Antonio Carta

Il racconto “Antonio Carta” è tratto dal libro “La mia guerra” scritto da Girolamo Buccellato, nato a Castellammare del Golfo il 23 marzo 1916. Egli visse per un periodo a Palermo dove conseguì il diploma magistrale ma l’inizio della guerra gli impedì di continuare gli studi. Venne chiamato alle armi, che lo portarono in Albania, in Montenegro e in Polonia;

ma nel gennaio 1943 venne deportato nel campo di Witzerlof. Dopo vari avvenimenti venne liberato dagli Inglesi nel 1945 e nel 1949 ritornò a Castellammare dove, all’età di 92 anni scrisse la sua autobiografia. Girolamo Buccellato morì nel 2014 all’età di 98 anni. Il romanzo “La mia guerra” è caratterizzato da 27 capitoli ordinati in ordine cronologico ed inoltre sono allegate numerose poesie, lettere e fotografie che riguardano i momenti raccontati. Il libro ha come protagonista l’autore stesso, così i racconti sono scritti in prima persona e i fatti riguardano fatti realmente accaduti durante la Seconda Guerra Mondiale. Molti li dedica ad amici e compagni di guerra, come nel racconto “Antonio Carta”.

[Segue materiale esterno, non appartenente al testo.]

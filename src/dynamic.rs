//! Constructors described by explicit type metadata.
//!
//! The typed API ([`Container::provide`](crate::Container::provide) and
//! friends) reads parameter and result types off the function signature.
//! [`DynConstructor`] is the escape hatch for values assembled at runtime:
//! plugin tables, scripted wiring, code generators. The caller declares the
//! inputs and outputs and supplies a type-erased callable.

use std::any::{type_name, Any};
use std::fmt;
use std::sync::Arc;

use crate::error::{BoxError, DiError, DiResult};
use crate::key::{key_of_type, Key};
use crate::registration::AnyArc;

/// Type-erased callable: resolved inputs in, one instance per declared output
/// out.
pub type DynCallFn = Arc<dyn Fn(Vec<AnyArc>) -> Result<Vec<AnyArc>, BoxError> + Send + Sync>;

/// Wrapper that marks an opaque value as invocable.
///
/// [`DynConstructor::call_any`] accepts any boxed value and only treats it as
/// a callable if it is a `DynCall`.
#[derive(Clone)]
pub struct DynCall(pub DynCallFn);

impl DynCall {
    /// Wraps a closure.
    pub fn new<F>(f: F) -> Self
    where
        F: Fn(Vec<AnyArc>) -> Result<Vec<AnyArc>, BoxError> + Send + Sync + 'static,
    {
        DynCall(Arc::new(f))
    }
}

/// Builder for a constructor whose signature is given explicitly.
///
/// # Examples
///
/// ```
/// use ferrous_wire::{AnyArc, Container, DynConstructor};
/// use std::sync::Arc;
///
/// struct Greeting(String);
///
/// let mut container = Container::new();
/// container.provide(|| String::from("hello"))?;
/// container.register_dynamic(
///     DynConstructor::named("greeting")
///         .input::<String>()
///         .output::<Greeting>()
///         .call(|args| {
///             let word = args[0].clone().downcast::<String>().map_err(|_| "not a String")?;
///             Ok(vec![Arc::new(Greeting(format!("{}!", word))) as AnyArc])
///         }),
/// )?;
///
/// assert_eq!(container.resolve::<Greeting>()?.0, "hello!");
/// # Ok::<(), ferrous_wire::DiError>(())
/// ```
pub struct DynConstructor {
    name: &'static str,
    inputs: Vec<Key>,
    outputs: Vec<Key>,
    call: Option<DynCallFn>,
    rejected: Option<&'static str>,
}

/// Validated pieces of a [`DynConstructor`].
pub(crate) struct DynParts {
    pub(crate) name: &'static str,
    pub(crate) inputs: Vec<Key>,
    pub(crate) outputs: Vec<Key>,
    pub(crate) call: DynCallFn,
}

impl DynConstructor {
    /// Starts an empty descriptor.
    pub fn new() -> Self {
        Self::named("dynamic constructor")
    }

    /// Starts an empty descriptor with a diagnostic name.
    pub fn named(name: &'static str) -> Self {
        Self {
            name,
            inputs: Vec::new(),
            outputs: Vec::new(),
            call: None,
            rejected: None,
        }
    }

    /// Appends a parameter of type `T`; the callable receives it as an
    /// `Arc<T>` inside an [`AnyArc`].
    pub fn input<T: Send + Sync + 'static>(mut self) -> Self {
        self.inputs.push(key_of_type::<T>());
        self
    }

    /// Appends a result of type `T`.
    pub fn output<T: Send + Sync + 'static>(mut self) -> Self {
        self.outputs.push(key_of_type::<T>());
        self
    }

    /// Sets the callable.
    pub fn call<F>(mut self, f: F) -> Self
    where
        F: Fn(Vec<AnyArc>) -> Result<Vec<AnyArc>, BoxError> + Send + Sync + 'static,
    {
        self.call = Some(Arc::new(f));
        self.rejected = None;
        self
    }

    /// Sets the callable from an opaque value.
    ///
    /// Only a boxed [`DynCall`] counts as invocable. Anything else is
    /// remembered and reported as [`DiError::NotAConstructor`] when the
    /// descriptor is used.
    ///
    /// ```
    /// use ferrous_wire::{Container, DiError, DynConstructor};
    ///
    /// let mut container = Container::new();
    /// let err = container
    ///     .register_dynamic(DynConstructor::new().output::<u8>().call_any(Box::new(42i32)))
    ///     .unwrap_err();
    ///
    /// assert!(matches!(err, DiError::NotAConstructor(_)));
    /// assert_eq!(container.provider_count(), 0);
    /// ```
    pub fn call_any(mut self, value: Box<dyn Any + Send + Sync>) -> Self {
        match value.downcast::<DynCall>() {
            Ok(call) => {
                self.call = Some(call.0);
                self.rejected = None;
            }
            Err(_) => {
                self.call = None;
                self.rejected = Some(type_name::<Box<dyn Any + Send + Sync>>());
            }
        }
        self
    }

    /// Diagnostic name.
    pub fn name(&self) -> &'static str {
        self.name
    }

    /// Declared parameter keys, in order.
    pub fn inputs(&self) -> &[Key] {
        &self.inputs
    }

    /// Declared result keys, in order.
    pub fn outputs(&self) -> &[Key] {
        &self.outputs
    }

    /// Whether a callable has been set.
    pub fn is_callable(&self) -> bool {
        self.call.is_some()
    }

    pub(crate) fn into_parts(self) -> DiResult<DynParts> {
        let call = match self.call {
            Some(call) => call,
            None => return Err(DiError::NotAConstructor(self.rejected.unwrap_or(self.name))),
        };

        Ok(DynParts {
            name: self.name,
            inputs: self.inputs,
            outputs: self.outputs,
            call,
        })
    }
}

impl Default for DynConstructor {
    fn default() -> Self {
        Self::new()
    }
}

impl fmt::Debug for DynConstructor {
    fn fmt(&self, f: &mut fmt::Formatter<'_>) -> fmt::Result {
        f.debug_struct("DynConstructor")
            .field("name", &self.name)
            .field("inputs", &self.inputs)
            .field("outputs", &self.outputs)
            .field("callable", &self.call.is_some())
            .finish()
    }
}
//! Container configuration.
//!
//! Settings can be built in code, read from the process environment, or
//! (with the `config` feature) deserialized from JSON.

use std::env;

#[cfg(feature = "config")]
use serde::{Deserialize, Serialize};

use crate::{DiError, DiResult};

/// Environment variable holding [`ContainerConfig::max_depth`].
pub const ENV_MAX_DEPTH: &str = "FERROUS_WIRE_MAX_DEPTH";
/// Environment variable holding [`ContainerConfig::detect_cycles`].
pub const ENV_DETECT_CYCLES: &str = "FERROUS_WIRE_DETECT_CYCLES";
/// Environment variable holding [`ContainerConfig::trace_resolution`].
pub const ENV_TRACE: &str = "FERROUS_WIRE_TRACE";

const DEFAULT_MAX_DEPTH: usize = 1024;

/// Resolution settings for a [`Container`](crate::Container).
///
/// # Examples
///
/// ```
/// use ferrous_wire::{Container, ContainerConfig};
///
/// let config = ContainerConfig::default()
///     .max_depth(64)
///     .trace_resolution(true);
///
/// let container = Container::with_config(config);
/// assert_eq!(container.config().max_depth, 64);
/// ```
#[derive(Debug, Clone, PartialEq, Eq)]
#[cfg_attr(feature = "config", derive(Serialize, Deserialize))]
#[cfg_attr(feature = "config", serde(default))]
pub struct ContainerConfig {
    /// Deepest chain of nested constructors a single resolution may build
    pub max_depth: usize,
    /// Fail fast with `DiError::Circular` when a type under construction is
    /// requested again. When off, cycles run into `max_depth` instead.
    pub detect_cycles: bool,
    /// Install a [`LoggingObserver`](crate::LoggingObserver) on creation
    pub trace_resolution: bool,
}

impl Default for ContainerConfig {
    fn default() -> Self {
        Self {
            max_depth: DEFAULT_MAX_DEPTH,
            detect_cycles: true,
            trace_resolution: false,
        }
    }
}

impl ContainerConfig {
    /// Sets the maximum resolution depth.
    pub fn max_depth(mut self, max_depth: usize) -> Self {
        self.max_depth = max_depth;
        self
    }

    /// Enables or disables cycle detection.
    pub fn detect_cycles(mut self, detect_cycles: bool) -> Self {
        self.detect_cycles = detect_cycles;
        self
    }

    /// Enables or disables the built-in logging observer.
    pub fn trace_resolution(mut self, trace_resolution: bool) -> Self {
        self.trace_resolution = trace_resolution;
        self
    }

    /// Reads settings from the environment, falling back to defaults for
    /// unset variables.
    ///
    /// Booleans accept `1/0`, `true/false`, `yes/no`, `on/off`.
    pub fn from_env() -> DiResult<Self> {
        let mut config = Self::default();

        if let Some(raw) = read_var(ENV_MAX_DEPTH) {
            config.max_depth = raw.parse().map_err(|_| {
                DiError::InvalidConfig(format!("{} must be an integer, got {:?}", ENV_MAX_DEPTH, raw))
            })?;
        }
        if let Some(raw) = read_var(ENV_DETECT_CYCLES) {
            config.detect_cycles = parse_bool(ENV_DETECT_CYCLES, &raw)?;
        }
        if let Some(raw) = read_var(ENV_TRACE) {
            config.trace_resolution = parse_bool(ENV_TRACE, &raw)?;
        }

        Ok(config)
    }

    /// Parses settings from a JSON document; missing fields take defaults.
    #[cfg(feature = "config")]
    pub fn from_json(json: &str) -> DiResult<Self> {
        serde_json::from_str(json).map_err(|e| DiError::InvalidConfig(e.to_string()))
    }
}

fn read_var(name: &str) -> Option<String> {
    env::var(name).ok().filter(|v| !v.trim().is_empty())
}

fn parse_bool(name: &str, raw: &str) -> DiResult<bool> {
    match raw.trim().to_ascii_lowercase().as_str() {
        "1" | "true" | "yes" | "on" => Ok(true),
        "0" | "false" | "no" | "off" => Ok(false),
        _ => Err(DiError::InvalidConfig(format!(
            "{} must be a boolean, got {:?}",
            name, raw
        ))),
    }
}
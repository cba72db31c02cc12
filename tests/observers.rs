use ferrous_wire::{AnyArc, Container, DiError, DiObserver, DynConstructor, Key, LoggingObserver};
use std::error::Error;
use std::sync::{Arc, Mutex};
use std::time::Duration;

#[derive(Default)]
struct Recorder {
    events: Mutex<Vec<String>>,
}

impl Recorder {
    fn events(&self) -> Vec<String> {
        self.events.lock().unwrap().clone()
    }
}

impl DiObserver for Recorder {
    fn resolving(&self, key: &Key) {
        self.events.lock().unwrap().push(format!("resolving {}", key.short_name()));
    }

    fn resolved(&self, key: &Key, _duration: Duration) {
        self.events.lock().unwrap().push(format!("resolved {}", key.short_name()));
    }

    fn constructor_failed(&self, key: &Key, error: &(dyn Error + 'static)) {
        self.events
            .lock()
            .unwrap()
            .push(format!("failed {}: {}", key.short_name(), error));
    }
}

struct Config;
struct Database;
struct Service;

#[test]
fn test_events_follow_construction_order() {
    let recorder = Arc::new(Recorder::default());

    let mut container = Container::new();
    container.add_observer(recorder.clone());
    container
        .provide(|_: Arc<Database>| Service)
        .unwrap()
        .provide(|_: Arc<Config>| Database)
        .unwrap()
        .provide(|| Config)
        .unwrap();

    container.resolve::<Service>().unwrap();
    // Cache hits are not reported
    container.resolve::<Service>().unwrap();
    container.resolve::<Config>().unwrap();

    assert_eq!(
        recorder.events(),
        vec![
            "resolving Config",
            "resolved Config",
            "resolving Database",
            "resolved Database",
            "resolving Service",
            "resolved Service",
        ]
    );
}

#[test]
fn test_failure_is_reported_to_observers() {
    let recorder = Arc::new(Recorder::default());

    let mut container = Container::new();
    container.add_observer(recorder.clone());
    container
        .try_provide(|| Err::<Database, _>("connection refused"))
        .unwrap();

    assert!(container.resolve::<Database>().is_err());
    assert_eq!(
        recorder.events(),
        vec!["resolving Database", "failed Database: connection refused"]
    );
}

#[test]
fn test_logging_observer_alongside_custom_observer() {
    let _ = tracing_subscriber::fmt()
        .with_env_filter("ferrous_wire=trace")
        .with_test_writer()
        .try_init();

    let recorder = Arc::new(Recorder::default());

    let mut container = Container::new();
    container
        .add_observer(Arc::new(LoggingObserver::with_prefix("observers-test")))
        .add_observer(recorder.clone());
    container.provide(|| Config).unwrap();

    container.resolve::<Config>().unwrap();
    assert_eq!(recorder.events().len(), 2);
}

#[test]
fn test_mismatched_outputs_are_reported_to_observers() {
    let recorder = Arc::new(Recorder::default());

    let mut container = Container::new();
    container.add_observer(recorder.clone());
    container
        .register_dynamic(
            DynConstructor::named("wrong_type")
                .output::<Database>()
                .call(|_| Ok(vec![Arc::new(Config) as AnyArc])),
        )
        .unwrap();

    assert!(matches!(
        container.resolve::<Database>(),
        Err(DiError::TypeMismatch(_))
    ));

    let events = recorder.events();
    assert_eq!(events.len(), 2);
    assert_eq!(events[0], "resolving Database");
    assert!(events[1].starts_with("failed Database: Type mismatch for: "));
}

Girolamo Buccellato comandava il plotone mandato nei Balcani per controllare quella zona. Come attendente gli era stato assegnato Antonio Carta, un ragazzo analfabeta con cui riuscì subito a creare un legame di amicizia. Un giorno mentre tornavano insieme al campo, Girolamo, che alloggiava a pochi metri da lì, mandò Carta a prendere la sua sciarpa che aveva dimenticato a casa. L’attendente, che voleva evitare i controlli, prese delle stradine secondarie, dove vide un uomo che scriveva uno slogan antifascista su un muro. In quel periodo chiunque catturava un antifascista veniva premiato. Allora Carta, anche se era disarmato, provò a prenderlo, ma il malvivente subito scappò rifugiandosi in una casa. Era passato molto tempo da quando l’attendente uscì di casa, così Girolamo iniziò a preoccuparsi. Nel frattempo Carta, con l’aiuto dei Carabinieri, era riuscito ad arrestare l’uomo. Il capo allora ricevette subito una chiamata dal comandante del reggimento, che gli comunicava che Carta si era recato nel suo ufficio per riscuotere il premio in denaro promesso. Girolamo si era tranquillizzato e si dimostrò fiero del suo attendente, che diventò subito famoso.

In questa testimonianza Girolamo Buccellato racconta un fatto inizialmente preoccupante, ma alla fine gioioso e pieno di orgoglio. A differenza degli altri racconti, il protagonista è Antonio Carta.

Questo racconto mi ha colpito molto perchè sono riuscito a capire cosa significa essere compagni in guerra e mi ha colpito molto l’affezione che c’è fra i due militari che, anche se si erano appena conosciuti, erano già grandi amici, quasi fratelli.